++++ PROVIDED MATERIAL

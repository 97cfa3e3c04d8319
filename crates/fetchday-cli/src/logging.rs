//! Tracing subscriber initialisation.
//!
//! Only the CLI crate calls [`init_logging`]; `fetchday-core` and
//! `fetchday-adapters` only *emit* spans and events.
//!
//! # Verbosity mapping
//!
//! | Flag(s)  | Filter level |
//! |----------|--------------|
//! | (none)   | WARN         |
//! | `-v`     | INFO         |
//! | `-vv`    | DEBUG        |
//! | `-vvv`   | TRACE        |
//! | `--quiet`| ERROR        |
//!
//! `RUST_LOG` overrides all of the above if set.

use std::io::IsTerminal as _;
use std::path::Path;

use anyhow::Context as _;
use tracing_appender::non_blocking::WorkerGuard;
use tracing_subscriber::{EnvFilter, layer::SubscriberExt, util::SubscriberInitExt};

use crate::cli::GlobalArgs;

/// Initialise the global tracing subscriber.
///
/// Must be called exactly once, before any tracing macros fire. When
/// `--log-file` is given the returned guard flushes the file writer on drop,
/// so keep it alive until the process exits.
pub fn init_logging(args: &GlobalArgs) -> anyhow::Result<Option<WorkerGuard>> {
    let level = derive_level(args);

    let filter = EnvFilter::try_from_default_env()
        .unwrap_or_else(|_| EnvFilter::new(filter_directives(level)));

    let use_ansi = !args.no_color && std::io::stderr().is_terminal();

    let fmt_layer = tracing_subscriber::fmt::layer()
        .with_target(false)
        .with_thread_ids(false)
        .with_file(false)
        .with_line_number(false)
        .with_ansi(use_ansi)
        .with_writer(std::io::stderr);

    let (file_layer, guard) = match &args.log_file {
        Some(path) => {
            let (writer, guard) = file_writer(path)?;
            let layer = tracing_subscriber::fmt::layer()
                .with_target(true)
                .with_ansi(false)
                .with_writer(writer);
            (Some(layer), Some(guard))
        }
        None => (None, None),
    };

    tracing_subscriber::registry()
        .with(filter)
        .with(fmt_layer)
        .with(file_layer)
        .try_init()
        .map_err(|e| anyhow::anyhow!("Failed to initialise tracing: {e}"))?;

    Ok(guard)
}

fn file_writer(
    path: &Path,
) -> anyhow::Result<(tracing_appender::non_blocking::NonBlocking, WorkerGuard)> {
    let file_name = path
        .file_name()
        .with_context(|| format!("log file path has no file name: {}", path.display()))?;
    let dir = match path.parent() {
        Some(parent) if !parent.as_os_str().is_empty() => parent,
        _ => Path::new("."),
    };
    std::fs::create_dir_all(dir)
        .with_context(|| format!("creating log directory {}", dir.display()))?;

    let appender = tracing_appender::rolling::never(dir, file_name);
    Ok(tracing_appender::non_blocking(appender))
}

/// Same level for the binary and both library crates.
fn filter_directives(level: &str) -> String {
    format!("fetch_day={level},fetchday_core={level},fetchday_adapters={level}")
}

/// Translate the verbosity counter + quiet flag to a level string.
fn derive_level(args: &GlobalArgs) -> &'static str {
    if args.quiet {
        return "error";
    }
    match args.verbose {
        0 => "warn",
        1 => "info",
        2 => "debug",
        _ => "trace",
    }
}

++++++++

Work out how many lines of the records contain the string "anyhow". Nothing but the number should be written.

4